Republican Coalition Decries Treatment of Jan. 6 Defendants in ‘DC Gulag’

Republican Coalition Decries Treatment of Jan. 6 Defendants in ‘DC Gulag’
U.S. Rep. Marjorie Taylor Greene (R-Ga.) speaks during a press conference on the House January 6 Committee hearings at the U.S. Capitol in Washington on June 15, 2022. (Kevin Dietsch/Getty Images)
Joseph Lord
6/16/2022
Updated:
6/16/2022
0:00

During a June 15 press conference, a small band of Republican lawmakers blasted the treatment of “political prisoners” in the “D.C. gulag,” discussing disturbing cases of mistreatment of defendants charged in the Jan. 6, 2021, Capitol breach and calling on other lawmakers to join them in decrying the situation.

In the wake of the Jan. 6, 2021, “Stop the Steal” rally, many supporters of President Donald Trump who entered the Capitol building were systematically rounded up. Many have been held in the D.C. jail awaiting trial for over a year, with numerous reports of horrific conditions inside the facility.
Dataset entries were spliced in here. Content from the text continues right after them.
//! AES-256-GCM credential envelope.
//!
//! Wire format: `base64url(nonce[12] || ciphertext || tag[16])`, no associated
//! data. Padded URL-safe base64 is canonical; unpadded input is accepted too.
//!
//! Decoding order (each step fails as `MalformedCredential`):
//! 1. base64
//! 2. nonce split (input shorter than the nonce)
//! 3. authenticated open (wrong key, tampering)
//! 4. JSON payload shape, non-empty passkey

use std::fmt;

use aes_gcm::aead::{Aead, AeadCore, KeyInit, OsRng};
use aes_gcm::{Aes256Gcm, Nonce};
use base64::engine::general_purpose::{URL_SAFE, URL_SAFE_NO_PAD};
use base64::Engine;

use crate::credential::payload::DecryptedPayload;
use crate::error::{PassgateError, Result};

/// Required key length in bytes.
pub const KEY_LEN: usize = 32;
/// GCM standard nonce length in bytes.
pub const NONCE_LEN: usize = 12;

/// Process-wide cipher handle, built once from configuration.
#[derive(Clone)]
pub struct CredentialCipher {
    aead: Aes256Gcm,
}

impl fmt::Debug for CredentialCipher {
    fn fmt(&self, f: &mut fmt::Formatter<'_>) -> fmt::Result {
        f.debug_struct("CredentialCipher").finish_non_exhaustive()
    }
}

impl CredentialCipher {
    /// Build from raw key bytes. Anything but exactly 32 bytes is rejected.
    pub fn new(key: &[u8]) -> Result<Self> {
        if key.len() != KEY_LEN {
            return Err(PassgateError::BadRequest(format!(
                "encryption_key must be {KEY_LEN} bytes (got {})",
                key.len()
            )));
        }
        let aead = Aes256Gcm::new_from_slice(key)
            .map_err(|e| PassgateError::BadRequest(format!("encryption_key rejected: {e}")))?;
        Ok(Self { aead })
    }

    /// Open an encrypted credential.
    pub fn open(&self, credential: &str) -> Result<DecryptedPayload> {
        let data = decode_base64(credential)?;

        if data.len() < NONCE_LEN {
            return Err(malformed("ciphertext too short"));
        }
        let (nonce, sealed) = data.split_at(NONCE_LEN);

        let plaintext = self
            .aead
            .decrypt(Nonce::from_slice(nonce), sealed)
            .map_err(|_| malformed("authentication failed"))?;

        let payload: DecryptedPayload = serde_json::from_slice(&plaintext)
            .map_err(|e| PassgateError::MalformedCredential(format!("payload: {e}")))?;

        if payload.passkey.is_empty() {
            return Err(malformed("payload carries an empty passkey"));
        }
        Ok(payload)
    }

    /// Seal a payload into a credential string under a fresh random nonce.
    pub fn seal(&self, payload: &DecryptedPayload) -> Result<String> {
        let plaintext = serde_json::to_vec(payload)
            .map_err(|e| PassgateError::Internal(format!("payload encode failed: {e}")))?;

        let nonce = Aes256Gcm::generate_nonce(&mut OsRng);
        let sealed = self
            .aead
            .encrypt(&nonce, plaintext.as_slice())
            .map_err(|_| PassgateError::Internal("credential seal failed".into()))?;

        let mut out = Vec::with_capacity(NONCE_LEN + sealed.len());
        out.extend_from_slice(nonce.as_slice());
        out.extend_from_slice(&sealed);
        Ok(URL_SAFE.encode(out))
    }
}

fn decode_base64(s: &str) -> Result<Vec<u8>> {
    URL_SAFE
        .decode(s)
        .or_else(|_| URL_SAFE_NO_PAD.decode(s))
        .map_err(|e| PassgateError::MalformedCredential(format!("base64: {e}")))
}

fn malformed(msg: &str) -> PassgateError {
    PassgateError::MalformedCredential(msg.to_string())
}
In December 2021 Rep. Marjorie Taylor Greene (R-Ga.), who has been one of the most outspoken critics of the treatment of these “political prisoners,” unveiled a report on the situation inside the D.C. jail.

These detainees have faced “nothing short of human rights violations,” Greene and a smattering of Republican colleagues said upon unveiling their report.
On June 15, a group of Republican congressmen, including Reps. Greene, Louie Gohmert (R-Texas), Andy Biggs (R-Ariz.), and Troy Nehls (R-Texas), again hosted a conference to bring attention to the treatment of these detainees, bringing to light new information about the abuses they have suffered.

‘What If It Was You?’: Greene Decries Conditions In ‘DC Gulag’

During an impassioned speech, Greene blasted the treatment of detainees in what she called the “D.C. gulag.”

January 6 defendants, she said, are “being used as pawns to dangle in front of [Americans] to show that if you cross a certain line, if you support a certain president—as in President Trump—or if you dare to speak up against the government or … against an election being stolen, you’re going to be used. This is what’s gonna happen to you. You’re gonna spend your days wasting away in solitary confinement.

“Shame on them. Shame on the Dept of Justice. Shame on all these judges here who are allowing this to happen, shame on [Washington] Mayor Muriel Bowser.”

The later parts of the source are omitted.